Attitude " many to many» assumes that at any given time one record of table “1” corresponds to several instances of table “2” and vice versa. An example is the connection between the “Client” and “Bank” information objects. One client stores funds in many banks. One bank serves many clients. The relationship is implemented using a third (linking) table, the key of which consists of at least two fields that are foreign key fields in the source tables.

There are three main types of data models.

Hierarchical model. It assumes the organization of data in the form of a tree structure. A tree is a hierarchy of elements. At the topmost level of the structure is the root of the tree. One tree can have only one root, the rest are nodes called child nodes. Each node has a source node above it.

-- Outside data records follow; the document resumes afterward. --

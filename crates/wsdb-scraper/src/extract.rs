//! Regex-based HTML extraction helpers shared by the marketplace parsers.
//!
//! Marketplace markup is too inconsistent for a DOM walk to pay off; these
//! helpers pull the handful of structures every platform exposes in some
//! form: meta tags, JSON-LD `Product` blocks, embedded JSON state,
//! label/value rows and quantity/price/sold-count text.

use std::str::FromStr;
use std::sync::LazyLock;

use regex::Regex;
use rust_decimal::prelude::ToPrimitive;
use rust_decimal::Decimal;
use serde_json::Value;

use crate::sanitize::clean_text;

static META_TAG_RE: LazyLock<Regex> =
    LazyLock::new(|| Regex::new(r"(?is)<meta\b[^>]*>").expect("valid regex"));

static ATTR_RE: LazyLock<Regex> = LazyLock::new(|| {
    Regex::new(r#"(?is)([a-z_:.-]+)\s*=\s*(?:"([^"]*)"|'([^']*)')"#).expect("valid regex")
});

static JSON_LD_RE: LazyLock<Regex> = LazyLock::new(|| {
    Regex::new(r#"(?is)<script[^>]+type\s*=\s*["']application/ld\+json["'][^>]*>(.*?)</script>"#)
        .expect("valid regex")
});

static DT_DD_RE: LazyLock<Regex> = LazyLock::new(|| {
    Regex::new(r"(?is)<dt\b[^>]*>(.*?)</dt>\s*<dd\b[^>]*>(.*?)</dd>").expect("valid regex")
});

static TABLE_ROW_RE: LazyLock<Regex> = LazyLock::new(|| {
    Regex::new(r"(?is)<tr\b[^>]*>\s*<t[hd]\b[^>]*>(.*?)</t[hd]>\s*<td\b[^>]*>(.*?)</td>\s*</tr>")
        .expect("valid regex")
});

static NUMBER_RE: LazyLock<Regex> =
    LazyLock::new(|| Regex::new(r"\d[\d,]*(?:\.\d+)?").expect("valid regex"));

static QTY_RANGE_RE: LazyLock<Regex> =
    LazyLock::new(|| Regex::new(r"(\d[\d,]*)\s*(?:-|~|–|to)\s*(\d[\d,]*)").expect("valid regex"));

static QTY_OPEN_RE: LazyLock<Regex> = LazyLock::new(|| {
    Regex::new(r"(?i)(?:(?:≥|>=|>|over|above|from)\s*(\d[\d,]*))|(?:(\d[\d,]*)\s*(?:\+|[a-z()]*\s*(?:and|or)\s+(?:up|above|more)))")
        .expect("valid regex")
});

static COUNT_RE: LazyLock<Regex> =
    LazyLock::new(|| Regex::new(r"(?i)(\d[\d,]*(?:\.\d+)?)\s*(?:([kw])\b)?").expect("valid regex"));

static ENTITY_RE: LazyLock<Regex> =
    LazyLock::new(|| Regex::new(r"&(#[0-9]+|#[xX][0-9a-fA-F]+|[a-zA-Z]+);").expect("valid regex"));

/// Decodes the HTML entities that show up in marketplace titles and cells.
#[must_use]
pub fn decode_entities(s: &str) -> String {
    if !s.contains('&') {
        return s.to_owned();
    }
    ENTITY_RE
        .replace_all(s, |caps: &regex::Captures<'_>| {
            let name = &caps[1];
            let decoded = match name {
                "amp" => Some('&'),
                "lt" => Some('<'),
                "gt" => Some('>'),
                "quot" => Some('"'),
                "apos" => Some('\''),
                "nbsp" => Some(' '),
                _ if name.starts_with("#x") || name.starts_with("#X") => {
                    u32::from_str_radix(&name[2..], 16).ok().and_then(char::from_u32)
                }
                _ if name.starts_with('#') => name[1..].parse().ok().and_then(char::from_u32),
                _ => None,
            };
            decoded.map_or_else(|| caps[0].to_owned(), String::from)
        })
        .into_owned()
}

/// Value of attribute `attr` in a single tag, entity-decoded and trimmed.
#[must_use]
pub fn extract_attr(tag: &str, attr: &str) -> Option<String> {
    ATTR_RE.captures_iter(tag).find_map(|c| {
        if !c[1].eq_ignore_ascii_case(attr) {
            return None;
        }
        let value = c.get(2).or_else(|| c.get(3))?.as_str();
        let value = decode_entities(value.trim());
        (!value.is_empty()).then_some(value)
    })
}

/// `content` of the first `<meta>` whose `property`, `name` or `itemprop`
/// equals `key` (case-insensitive).
#[must_use]
pub fn find_meta_content(html: &str, key: &str) -> Option<String> {
    META_TAG_RE.find_iter(html).find_map(|m| {
        let tag = m.as_str();
        let matches_key = ["property", "name", "itemprop"]
            .iter()
            .filter_map(|a| extract_attr(tag, a))
            .any(|v| v.eq_ignore_ascii_case(key));
        if matches_key {
            extract_attr(tag, "content")
        } else {
            None
        }
    })
}

/// Cleaned text of capture group 1 of the first match of `re`.
#[must_use]
pub fn first_capture_text(html: &str, re: &Regex) -> Option<String> {
    re.captures_iter(html)
        .find_map(|c| c.get(1).and_then(|m| clean_text(m.as_str())))
}

/// Cleaned text of capture group 1 of every match of `re`, empties dropped.
#[must_use]
pub fn all_capture_text(html: &str, re: &Regex) -> Vec<String> {
    re.captures_iter(html)
        .filter_map(|c| c.get(1).and_then(|m| clean_text(m.as_str())))
        .collect()
}

/// Raw capture group 1 of every match of `re` (e.g. image `src` values).
#[must_use]
pub fn all_capture_raw(html: &str, re: &Regex) -> Vec<String> {
    re.captures_iter(html)
        .filter_map(|c| c.get(1).map(|m| decode_entities(m.as_str().trim())))
        .filter(|s| !s.is_empty())
        .collect()
}

/// Label/value pairs from `<dt>/<dd>` lists and two-cell table rows.
#[must_use]
pub fn key_value_rows(html: &str) -> Vec<(String, String)> {
    DT_DD_RE
        .captures_iter(html)
        .chain(TABLE_ROW_RE.captures_iter(html))
        .filter_map(|c| {
            let label = clean_text(&c[1])?;
            let value = clean_text(&c[2])?;
            let label = label.trim_end_matches([':', '：']).trim().to_owned();
            (!label.is_empty()).then_some((label, value))
        })
        .collect()
}

/// Every JSON-LD node on the page, with top-level arrays and `@graph`
/// containers flattened.
#[must_use]
pub fn json_ld_nodes(html: &str) -> Vec<Value> {
    let mut nodes = Vec::new();
    for cap in JSON_LD_RE.captures_iter(html) {
        let Ok(value) = serde_json::from_str::<Value>(cap[1].trim()) else {
            continue;
        };
        let top = match value {
            Value::Array(items) => items,
            other => vec![other],
        };
        for item in top {
            if let Some(graph) = item.get("@graph").and_then(Value::as_array) {
                nodes.extend(graph.iter().cloned());
            }
            nodes.push(item);
        }
    }
    nodes
}

fn has_type(node: &Value, wanted: &str) -> bool {
    match node.get("@type") {
        Some(Value::String(t)) => t.eq_ignore_ascii_case(wanted),
        Some(Value::Array(ts)) => ts
            .iter()
            .filter_map(Value::as_str)
            .any(|t| t.eq_ignore_ascii_case(wanted)),
        _ => false,
    }
}

/// String form of a JSON scalar (numbers included), trimmed, non-empty.
#[must_use]
pub fn json_text(value: Option<&Value>) -> Option<String> {
    let text = match value? {
        Value::String(s) => clean_text(s)?,
        Value::Number(n) => n.to_string(),
        _ => return None,
    };
    (!text.is_empty()).then_some(text)
}

#[allow(clippy::cast_possible_truncation, clippy::cast_sign_loss)]
fn json_u64(value: Option<&Value>) -> Option<u64> {
    match value? {
        Value::Number(n) => n.as_u64().or_else(|| {
            n.as_f64()
                .filter(|f| f.is_finite() && *f >= 0.0)
                .map(|f| f.trunc() as u64)
        }),
        Value::String(s) => parse_count(s),
        _ => None,
    }
}

/// One schema.org `Offer` / `AggregateOffer`.
#[derive(Debug, Clone, Default, PartialEq)]
pub struct JsonLdOffer {
    pub price: Option<String>,
    pub low_price: Option<String>,
    pub high_price: Option<String>,
    pub currency: Option<String>,
    pub min_quantity: Option<u64>,
    pub max_quantity: Option<u64>,
}

/// The fields of a schema.org `Product` node the parsers use.
#[derive(Debug, Clone, Default, PartialEq)]
pub struct JsonLdProduct {
    pub name: Option<String>,
    pub images: Vec<String>,
    pub brand: Option<String>,
    pub offers: Vec<JsonLdOffer>,
    pub properties: Vec<(String, String)>,
}

fn offer_from(node: &Value) -> JsonLdOffer {
    let quantity = node.get("eligibleQuantity");
    JsonLdOffer {
        price: json_text(node.get("price")),
        low_price: json_text(node.get("lowPrice")),
        high_price: json_text(node.get("highPrice")),
        currency: json_text(node.get("priceCurrency")),
        min_quantity: quantity.and_then(|q| json_u64(q.get("minValue"))),
        max_quantity: quantity.and_then(|q| json_u64(q.get("maxValue"))),
    }
}

/// First JSON-LD node typed `Product`.
#[must_use]
pub fn json_ld_product(html: &str) -> Option<JsonLdProduct> {
    let node = json_ld_nodes(html)
        .into_iter()
        .find(|n| has_type(n, "Product"))?;

    let images = match node.get("image") {
        Some(Value::String(s)) => vec![s.trim().to_owned()],
        Some(Value::Array(items)) => items
            .iter()
            .filter_map(|i| i.as_str().or_else(|| i.get("url").and_then(Value::as_str)))
            .map(|s| s.trim().to_owned())
            .collect(),
        Some(obj @ Value::Object(_)) => obj
            .get("url")
            .and_then(Value::as_str)
            .map(|s| vec![s.trim().to_owned()])
            .unwrap_or_default(),
        _ => Vec::new(),
    };

    let brand = match node.get("brand").or_else(|| node.get("manufacturer")) {
        Some(Value::String(s)) => clean_text(s),
        Some(obj) => json_text(obj.get("name")),
        None => None,
    };

    let offers = match node.get("offers") {
        Some(Value::Array(items)) => items.iter().map(offer_from).collect(),
        Some(obj @ Value::Object(_)) => {
            let mut offers = vec![offer_from(obj)];
            if let Some(Value::Array(nested)) = obj.get("offers") {
                offers.extend(nested.iter().map(offer_from));
            }
            offers
        }
        _ => Vec::new(),
    };

    let properties = node
        .get("additionalProperty")
        .and_then(Value::as_array)
        .map(|props| {
            props
                .iter()
                .filter_map(|p| Some((json_text(p.get("name"))?, json_text(p.get("value"))?)))
                .collect()
        })
        .unwrap_or_default();

    Some(JsonLdProduct {
        name: json_text(node.get("name")),
        images: images.into_iter().filter(|s| !s.is_empty()).collect(),
        brand,
        offers,
        properties,
    })
}

/// Extracts the balanced JSON value (`{…}` or `[…]`) starting at `s[0]`,
/// honoring string literals and escapes. `None` if unterminated.
#[must_use]
pub fn extract_balanced(s: &str) -> Option<&str> {
    let (open, close) = match s.chars().next()? {
        '[' => ('[', ']'),
        '{' => ('{', '}'),
        _ => return None,
    };
    let mut depth: i32 = 0;
    let mut in_string = false;
    let mut escape = false;
    for (i, c) in s.char_indices() {
        if escape {
            escape = false;
            continue;
        }
        if in_string {
            match c {
                '\\' => escape = true,
                '"' => in_string = false,
                _ => {}
            }
            continue;
        }
        match c {
            '"' => in_string = true,
            c if c == open => depth += 1,
            c if c == close => {
                depth -= 1;
                if depth == 0 {
                    return Some(&s[..=i]);
                }
            }
            _ => {}
        }
    }
    None
}

/// Parses the JSON value assigned to `"key":` (or `key =`) somewhere in the
/// page's inline scripts, e.g. `window.runParams = {...}`.
#[must_use]
pub fn embedded_json(html: &str, key: &str) -> Option<Value> {
    let patterns = [format!("\"{key}\""), format!("{key} ="), format!("{key}=")];
    for pattern in &patterns {
        let mut search_from = 0;
        while let Some(pos) = html[search_from..].find(pattern.as_str()) {
            let after = search_from + pos + pattern.len();
            let rest = html[after..].trim_start_matches(|c: char| c.is_whitespace() || c == ':' || c == '=');
            if let Some(raw) = extract_balanced(rest) {
                if let Ok(value) = serde_json::from_str::<Value>(raw) {
                    return Some(value);
                }
            }
            search_from = after;
        }
    }
    None
}

fn parse_grouped_u64(s: &str) -> Option<u64> {
    s.replace(',', "").parse().ok()
}

/// Quantity bounds from tier text: `"2 - 99 pieces"` → `(2, Some(99))`,
/// `"≥ 100 pieces"` / `">= 100"` / `"100+ pieces"` → `(100, None)`,
/// a lone `"50 pieces"` → `(50, None)`.
#[must_use]
pub fn parse_quantity_range(text: &str) -> Option<(u64, Option<u64>)> {
    if let Some(c) = QTY_RANGE_RE.captures(text) {
        let min = parse_grouped_u64(&c[1])?;
        let max = parse_grouped_u64(&c[2])?;
        return Some((min, Some(max)));
    }
    if let Some(c) = QTY_OPEN_RE.captures(text) {
        let raw = c.get(1).or_else(|| c.get(2))?.as_str();
        let min = parse_grouped_u64(raw)?;
        return Some((min, None));
    }
    let first = NUMBER_RE.find(text)?.as_str();
    if first.contains('.') {
        return None;
    }
    Some((parse_grouped_u64(first)?, None))
}

/// First decimal number in `text`: `"US $5.10 / Piece"` → `5.10`.
#[must_use]
pub fn parse_price(text: &str) -> Option<Decimal> {
    let raw = NUMBER_RE.find(text)?.as_str().replace(',', "");
    Decimal::from_str(&raw).ok()
}

/// Low and high price of a range such as `"$5.00 - $10.00"`; a single price
/// fills both ends.
#[must_use]
pub fn parse_price_range(text: &str) -> (Option<Decimal>, Option<Decimal>) {
    let prices: Vec<Decimal> = NUMBER_RE
        .find_iter(text)
        .filter_map(|m| Decimal::from_str(&m.as_str().replace(',', "")).ok())
        .collect();
    match prices.as_slice() {
        [] => (None, None),
        [only] => (Some(*only), Some(*only)),
        [first, .., last] => (Some(*first), Some(*last)),
    }
}

/// Sold/order count from text such as `"1,234 sold"`, `"2.5k+ orders"` or
/// `"1.2w"` (万, ten thousand).
#[must_use]
pub fn parse_count(text: &str) -> Option<u64> {
    let c = COUNT_RE.captures(text)?;
    let base = Decimal::from_str(&c[1].replace(',', "")).ok()?;
    let scale = match c.get(2).map(|m| m.as_str().to_ascii_lowercase()) {
        Some(s) if s == "k" => Decimal::from(1_000),
        Some(s) if s == "w" => Decimal::from(10_000),
        _ => Decimal::ONE,
    };
    (base * scale).trunc().to_u64()
}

A hierarchical database represents both a set of relations and fan relations for which two restrictions are observed: there is a single relation, called the root, which is not dependent on any fan relation; all other relations (except the root) are dependent relations in only one fan relation.

A hierarchical database record is a set of values ​​containing one root relation value and all the fans accessible from it. In our example, the record consists of data related to one faculty.

Network model. The model is based on network structures in which any element can be connected to any other element. Information structures in the model are relationships and fan relationships. The latter are divided into basic and dependent. Fan attitude W(R,S) called a relationship pair R And S and the relationship between them, provided that each value S associated with a single meaning R. Attitude R is called the original (basic), and S- generated (dependent).

An additional attribute called the link address is introduced into the structure of the main and dependent relations, which ensures that each value of the dependent relation corresponds S with a single value of the main relation R. The communication address stores the starting address or number of the next record to be processed. The ring structure of communication addresses is called like a fan. The role of the “handle” of the fan is played by the recording of the main relationship.

The disadvantage of the data models discussed above is that when adding new vertices or establishing new connections, problems arise in unloading data from the database and loading it into a new structure. This may result in loss of data or occurrence of undefined data values.

Relational model. The data structure of this model is based on the apparatus of relational algebra and normalization theory. The model assumes the use of two-dimensional tables (relations).

Limitations on relational model relationships : each table element is a simple data element; there are no identical rows in the table; columns (fields) are assigned unique names; all rows of the table have the same structure; In a table, the order of rows and columns is arbitrary.

The relationship between tables is carried out through the values ​​of one or more matching fields. Each row of a table in a relational database is unique. To ensure row uniqueness, keys are used that contain one or more table fields. Keys are stored in an organized manner, allowing direct access to table records during searches.